Software Coding for software engineeringSoftware Coding for software engineering
Software Coding for software engineeringssuserb3a23b

Recently uploaded (20)

Tech Tuesday - Mastering Time Management Unlock the Power of OnePlan's Timesh...
Tech Tuesday - Mastering Time Management Unlock the Power of OnePlan's Timesh...Tech Tuesday - Mastering Time Management Unlock the Power of OnePlan's Timesh...
Tech Tuesday - Mastering Time Management Unlock the Power of OnePlan's Timesh...
What is Advanced Excel and what are some best practices for designing and cre...
What is Advanced Excel and what are some best practices for designing and cre...What is Advanced Excel and what are some best practices for designing and cre...
What is Advanced Excel and what are some best practices for designing and cre...
React Server Component in Next.js by Hanief Utama
React Server Component in Next.js by Hanief UtamaReact Server Component in Next.js by Hanief Utama
React Server Component in Next.js by Hanief Utama
Hot Sexy call girls in Patel Nagar🔝 9953056974 🔝 escort Service
Hot Sexy call girls in Patel Nagar🔝 9953056974 🔝 escort ServiceHot Sexy call girls in Patel Nagar🔝 9953056974 🔝 escort Service
Hot Sexy call girls in Patel Nagar🔝 9953056974 🔝 escort Service
Intelligent Home Wi-Fi Solutions | ThinkPalm
Intelligent Home Wi-Fi Solutions | ThinkPalmIntelligent Home Wi-Fi Solutions | ThinkPalm
Intelligent Home Wi-Fi Solutions | ThinkPalm
2.pdf Ejercicios de programaciĂłn competitiva
2.pdf Ejercicios de programaciĂłn competitiva2.pdf Ejercicios de programaciĂłn competitiva
2.pdf Ejercicios de programaciĂłn competitiva
Sending Calendar Invites on SES and Calendarsnack.pdf
Sending Calendar Invites on SES and Calendarsnack.pdfSending Calendar Invites on SES and Calendarsnack.pdf
Sending Calendar Invites on SES and Calendarsnack.pdf
Recruitment Management Software Benefits (Infographic)
Recruitment Management Software Benefits (Infographic)Recruitment Management Software Benefits (Infographic)
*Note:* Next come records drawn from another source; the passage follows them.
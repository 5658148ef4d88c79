//! Agglomerative linkage tree construction and flat-cluster cutting.
//!
//! Starts from singleton clusters and repeatedly merges the closest active
//! pair, recording each merge. Cluster ids follow the usual convention:
//! leaves are 0..n, the cluster formed by merge t is n + t. Inter-cluster
//! distances are maintained with the Lance-Williams update for the chosen
//! method.

use clap::ValueEnum;
use log::warn;

use super::distance::condensed_index;
use super::ClusterError;

/// Linkage criterion for the agglomeration.
#[derive(Debug, Clone, Copy, PartialEq, Eq, ValueEnum)]
pub enum LinkageMethod {
    /// Mean inter-cluster distance (UPGMA).
    Average,
    /// Minimum inter-cluster distance.
    Single,
    /// Maximum inter-cluster distance.
    Complete,
}

/// One merge step: the two cluster ids merged, the distance at which they
/// merged, and the size of the resulting cluster.
#[derive(Debug, Clone, PartialEq)]
pub struct Merge {
    pub left: usize,
    pub right: usize,
    pub distance: f64,
    pub size: usize,
}

/// The full merge history over `n_leaves` observations.
#[derive(Debug, Clone)]
pub struct LinkageTree {
    n_leaves: usize,
    merges: Vec<Merge>,
}

/// Builds the linkage tree from a condensed distance vector over `n`
/// observations.
///
/// NaN distances (from zero feature rows) are never selected as a minimum,
/// which can make the merge order arbitrary; this is a known edge case and
/// is only warned about.
pub fn linkage(
    condensed: &[f64],
    n: usize,
    method: LinkageMethod,
) -> Result<LinkageTree, ClusterError> {
    if n == 0 {
        return Err(ClusterError::EmptyInput);
    }
    if condensed.iter().any(|d| d.is_nan()) {
        warn!("Distance vector contains NaN entries; merge order may be arbitrary");
    }

    // Working copy of the distances, indexed by cluster slot.
    let mut d = vec![vec![0.0f64; n]; n];
    for i in 0..n {
        for j in (i + 1)..n {
            let v = condensed[condensed_index(n, i, j)];
            d[i][j] = v;
            d[j][i] = v;
        }
    }

    let mut active = vec![true; n];
    let mut ids: Vec<usize> = (0..n).collect();
    let mut sizes = vec![1usize; n];
    let mut merges = Vec::with_capacity(n.saturating_sub(1));

    for step in 0..n.saturating_sub(1) {
        // Closest active pair; NaN distances lose every comparison, so a
        // fully-NaN frontier falls back to the first active pair.
        let mut best: Option<(usize, usize, f64)> = None;
        for i in 0..n {
            if !active[i] {
                continue;
            }
            for j in (i + 1)..n {
                if !active[j] {
                    continue;
                }
                match best {
                    None => best = Some((i, j, d[i][j])),
                    Some((_, _, bd)) if d[i][j] < bd => best = Some((i, j, d[i][j])),
                    _ => {}
                }
            }
        }
        let (i, j, dist) = best.expect("at least two active clusters remain");

        merges.push(Merge {
            left: ids[i].min(ids[j]),
            right: ids[i].max(ids[j]),
            distance: dist,
            size: sizes[i] + sizes[j],
        });

        // Lance-Williams update of distances from the merged cluster, stored
        // in slot i.
        let (si, sj) = (sizes[i] as f64, sizes[j] as f64);
        for k in 0..n {
            if !active[k] || k == i || k == j {
                continue;
            }
            d[i][k] = match method {
                LinkageMethod::Average => (si * d[i][k] + sj * d[j][k]) / (si + sj),
                LinkageMethod::Single => d[i][k].min(d[j][k]),
                LinkageMethod::Complete => d[i][k].max(d[j][k]),
            };
            d[k][i] = d[i][k];
        }
        ids[i] = n + step;
        sizes[i] += sizes[j];
        active[j] = false;
    }

    Ok(LinkageTree { n_leaves: n, merges })
}

impl LinkageTree {
    pub fn n_leaves(&self) -> usize {
        self.n_leaves
    }

    pub fn merges(&self) -> &[Merge] {
        &self.merges
    }

    /// Children of a non-leaf cluster id, or None for a leaf.
    pub fn children(&self, id: usize) -> Option<(usize, usize)> {
        if id < self.n_leaves {
            None
        } else {
            let m = &self.merges[id - self.n_leaves];
            Some((m.left, m.right))
        }
    }

    /// Leaf ids in dendrogram drawing order (left-to-right tree traversal).
    pub fn leaf_order(&self) -> Vec<usize> {
        let mut order = Vec::with_capacity(self.n_leaves);
        if self.n_leaves == 0 {
            return order;
        }
        let root = if self.merges.is_empty() {
            0
        } else {
            self.n_leaves + self.merges.len() - 1
        };
        let mut stack = vec![root];
        while let Some(id) = stack.pop() {
            match self.children(id) {
                None => order.push(id),
                Some((left, right)) => {
                    stack.push(right);
                    stack.push(left);
                }
            }
        }
        order
    }

    /// Cuts the tree into exactly `k` flat clusters (max-cluster criterion).
    ///
    /// Returns one label per leaf, in leaf order, with labels 1..=k assigned
    /// by first occurrence.
    pub fn cut(&self, k: usize) -> Result<Vec<usize>, ClusterError> {
        let n = self.n_leaves;
        if k == 0 || k > n {
            return Err(ClusterError::DegeneratePartition(format!(
                "cannot cut {} observations into {} clusters",
                n, k
            )));
        }

        // Union-find over leaves; apply the first n - k merges.
        let mut parent: Vec<usize> = (0..n).collect();
        fn find(parent: &mut Vec<usize>, x: usize) -> usize {
            let mut root = x;
            while parent[root] != root {
                root = parent[root];
            }
            let mut cur = x;
            while parent[cur] != root {
                let next = parent[cur];
                parent[cur] = root;
                cur = next;
            }
            root
        }

        // Representative leaf for every cluster id seen so far.
        let mut rep: Vec<usize> = (0..n).collect();
        for (t, merge) in self.merges.iter().take(n - k).enumerate() {
            let (a, b) = (rep[merge.left], rep[merge.right]);
            let (ra, rb) = (find(&mut parent, a), find(&mut parent, b));
            parent[rb] = ra;
            rep.push(a);
            debug_assert_eq!(rep.len(), n + t + 1);
        }

        // Relabel roots to 1..=k in leaf order.
        let mut labels = vec![0usize; n];
        let mut next_label = 0usize;
        let mut root_label = vec![0usize; n];
        for leaf in 0..n {
            let root = find(&mut parent, leaf);
            if root_label[root] == 0 {
                next_label += 1;
                root_label[root] = next_label;
            }
            labels[leaf] = root_label[root];
        }
        Ok(labels)
    }
}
Recruitment Management Software Benefits (Infographic)
Odoo 14 - eLearning Module In Odoo 14 Enterprise
Odoo 14 - eLearning Module In Odoo 14 EnterpriseOdoo 14 - eLearning Module In Odoo 14 Enterprise
Odoo 14 - eLearning Module In Odoo 14 Enterprise
Unveiling Design Patterns: A Visual Guide with UML Diagrams
Unveiling Design Patterns: A Visual Guide with UML DiagramsUnveiling Design Patterns: A Visual Guide with UML Diagrams
Unveiling Design Patterns: A Visual Guide with UML Diagrams
Dealing with Cultural Dispersion — Stefano Lambiase — ICSE-SEIS 2024
Dealing with Cultural Dispersion — Stefano Lambiase — ICSE-SEIS 2024Dealing with Cultural Dispersion — Stefano Lambiase — ICSE-SEIS 2024
Dealing with Cultural Dispersion — Stefano Lambiase — ICSE-SEIS 2024
Software Project Health Check: Best Practices and Techniques for Your Product...
Software Project Health Check: Best Practices and Techniques for Your Product...Software Project Health Check: Best Practices and Techniques for Your Product...
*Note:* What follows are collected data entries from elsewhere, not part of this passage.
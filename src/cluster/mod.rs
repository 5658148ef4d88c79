//! Hierarchical clustering engine.
//!
//! - `distance`: condensed pairwise-distance vector and square-form
//!   expansion over the sparse feature matrix.
//! - `linkage`: agglomerative merge tree and flat-cluster cutting.

pub mod distance;
pub mod linkage;

use thiserror::Error;

pub use distance::{pairwise_distances, squareform, Metric};
pub use linkage::{linkage, LinkageMethod, LinkageTree, Merge};

#[derive(Error, Debug)]
pub enum ClusterError {
    #[error("empty input: no observations to cluster")]
    EmptyInput,

    #[error("degenerate partition: {0}")]
    DegeneratePartition(String),
}
//! Sequence feature extraction.

pub mod tfidf;

pub use tfidf::{FeatureError, KmerVectorizer};
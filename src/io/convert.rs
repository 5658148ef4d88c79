//! Converts a tabular sequence dataset into FASTA.
//!
//! The input is a CSV with a header row; the sequence and name fields are
//! addressed by zero-based column index. Each data row becomes one FASTA
//! entry. No validation of the sequence alphabet or of duplicate names is
//! performed here.

use std::fs::File;
use std::io::{self, BufWriter, Write};
use std::path::Path;

use log::info;
use thiserror::Error;

#[derive(Error, Debug)]
pub enum InputFormatError {
    #[error("IO error: {0}")]
    Io(#[from] io::Error),

    #[error("CSV error: {0}")]
    Csv(#[from] csv::Error),

    #[error("row {row} has no column {col}")]
    MissingColumn { row: usize, col: usize },
}

/// Writes one FASTA entry per CSV data row to `output`.
///
/// The header row is skipped unconditionally. A row that is too short to
/// contain one of the referenced columns aborts the conversion with
/// [`InputFormatError::MissingColumn`]. The output file is created or
/// overwritten.
pub fn csv_to_fasta(
    input: &Path,
    seq_col: usize,
    name_col: usize,
    output: &Path,
) -> Result<(), InputFormatError> {
    let mut reader = csv::ReaderBuilder::new()
        .has_headers(true)
        .flexible(true)
        .from_path(input)?;

    let mut writer = BufWriter::new(File::create(output)?);
    let mut n_records = 0usize;

    for (idx, record) in reader.records().enumerate() {
        let record = record?;
        // Data rows start after the header, so row numbers are 1-based here.
        let row = idx + 1;
        let name = record
            .get(name_col)
            .ok_or(InputFormatError::MissingColumn { row, col: name_col })?;
        let seq = record
            .get(seq_col)
            .ok_or(InputFormatError::MissingColumn { row, col: seq_col })?;
        writeln!(writer, ">{}", name)?;
        writeln!(writer, "{}", seq)?;
        n_records += 1;
    }

    writer.flush()?;
    info!(
        "Converted {} CSV rows into FASTA records at {}",
        n_records,
        output.display()
    );
    Ok(())
}
//! File input/output for the pipeline.
//!
//! Groups the two stages that touch the filesystem on the way in:
//! - `convert`: CSV -> FASTA format conversion.
//! - `fasta`: FASTA record loading.

pub mod convert;
pub mod fasta;

pub use convert::InputFormatError;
Software Project Health Check: Best Practices and Techniques for Your Product...
Maximizing Efficiency and Profitability with OnePlan’s Professional Service A...
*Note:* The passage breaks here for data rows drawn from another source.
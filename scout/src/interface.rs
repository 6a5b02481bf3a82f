//! Scout Interface Definition
//!
//! Types shared between the scoring engine and the UI layer that hosts it.
//! Record kinds implement [`SearchRecord`]; the scorer is written once
//! against that capability and never against a concrete record type.

use thiserror::Error;

// ═══════════════════════════════════════════════════════════════════════════════
// RECORD CAPABILITY
// ═══════════════════════════════════════════════════════════════════════════════

/// Value of one named field on a candidate record.
#[derive(Debug, Clone, PartialEq, Eq)]
pub enum FieldValue<'a> {
    Absent,
    Text(&'a str),
    /// Multi-valued field (e.g. aliases). Scores as its best item.
    List(Vec<&'a str>),
}

impl<'a> FieldValue<'a> {
    pub fn optional(value: Option<&'a str>) -> Self {
        value.map_or(FieldValue::Absent, FieldValue::Text)
    }

    pub fn list<S: AsRef<str>>(values: &'a [S]) -> Self {
        FieldValue::List(values.iter().map(AsRef::as_ref).collect())
    }
}

/// A named field exposed by a record for scoring.
#[derive(Debug, Clone, PartialEq, Eq)]
pub struct Field<'a> {
    pub name: &'static str,
    pub value: FieldValue<'a>,
}

impl<'a> Field<'a> {
    pub fn new(name: &'static str, value: FieldValue<'a>) -> Self {
        Self { name, value }
    }
}

/// Capability every searchable record kind provides.
///
/// Records are owned by the inventory; the engine only reads them.
pub trait SearchRecord {
    /// Ordered list of named fields. Weights come from the caller's table.
    fn fields(&self) -> Vec<Field<'_>>;

    /// Secondary sort key for score ties, compared case-insensitively.
    fn tie_break_key(&self) -> String;
}

// ═══════════════════════════════════════════════════════════════════════════════
// RANKED OUTPUT
// ═══════════════════════════════════════════════════════════════════════════════

/// A record in ranked output. `score` is `None` when search is inactive.
#[derive(Debug)]
pub struct RankedRecord<'a, R> {
    pub record: &'a R,
    pub score: Option<f64>,
}

impl<R> Clone for RankedRecord<'_, R> {
    fn clone(&self) -> Self {
        *self
    }
}

impl<R> Copy for RankedRecord<'_, R> {}

/// A named partition of records, ranked independently.
#[derive(Debug, Clone, PartialEq)]
pub struct RecordGroup<R> {
    pub name: String,
    pub records: Vec<R>,
}

impl<R> RecordGroup<R> {
    pub fn new(name: impl Into<String>, records: Vec<R>) -> Self {
        Self {
            name: name.into(),
            records,
        }
    }
}

/// Ranked output for one group.
#[derive(Debug, Clone)]
pub struct RankedGroup<'a, R> {
    pub name: &'a str,
    pub records: Vec<RankedRecord<'a, R>>,
}

// ═══════════════════════════════════════════════════════════════════════════════
// SESSION
// ═══════════════════════════════════════════════════════════════════════════════

/// Where a search session is in its debounce/evaluate cycle.
#[derive(Debug, Clone, Copy, PartialEq, Eq)]
pub enum SearchPhase {
    Idle,
    /// Quiet-period timer running
    Pending,
    /// Evaluation dispatched, result not yet arrived
    InFlight,
    Resolved,
}

/// Published by a session on its event channel.
#[derive(Debug, Clone, PartialEq)]
pub enum SearchEvent<T> {
    /// An evaluation was dispatched; the busy indicator turns on.
    Started { generation: u64 },
    /// The current generation finished. `notice` is set when evaluation
    /// failed, in which case `results` is empty.
    Resolved {
        generation: u64,
        results: Vec<T>,
        notice: Option<String>,
    },
    /// The query was cleared; results and busy indicator reset.
    Cleared,
}

// ═══════════════════════════════════════════════════════════════════════════════
// ERRORS
// ═══════════════════════════════════════════════════════════════════════════════

/// Error type for Scout operations
#[derive(Debug, Error)]
pub enum SearchError {
    #[error("Search failed: {0}")]
    Evaluation(String),
    #[error("Invalid config: {0}")]
    InvalidConfig(String),
    #[error("I/O error: {0}")]
    Io(#[from] std::io::Error),
    #[error("JSON error: {0}")]
    Json(#[from] serde_json::Error),
    #[error("Operation cancelled")]
    Cancelled,
}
Maximizing Efficiency and Profitability with OnePlan’s Professional Service A...Maximizing Efficiency and Profitability with OnePlan’s Professional Service A...
Maximizing Efficiency and Profitability with OnePlan’s Professional Service A...
Balasore Best It Company|| Top 10 IT Company || Balasore Software company Odisha
Balasore Best It Company|| Top 10 IT Company || Balasore Software company OdishaBalasore Best It Company|| Top 10 IT Company || Balasore Software company Odisha
Balasore Best It Company|| Top 10 IT Company || Balasore Software company Odisha
VK Business Profile - provides IT solutions and Web Development
VK Business Profile - provides IT solutions and Web DevelopmentVK Business Profile - provides IT solutions and Web Development
VK Business Profile - provides IT solutions and Web Development
Alfresco TTL#157 - Troubleshooting Made Easy: Deciphering Alfresco mTLS Confi...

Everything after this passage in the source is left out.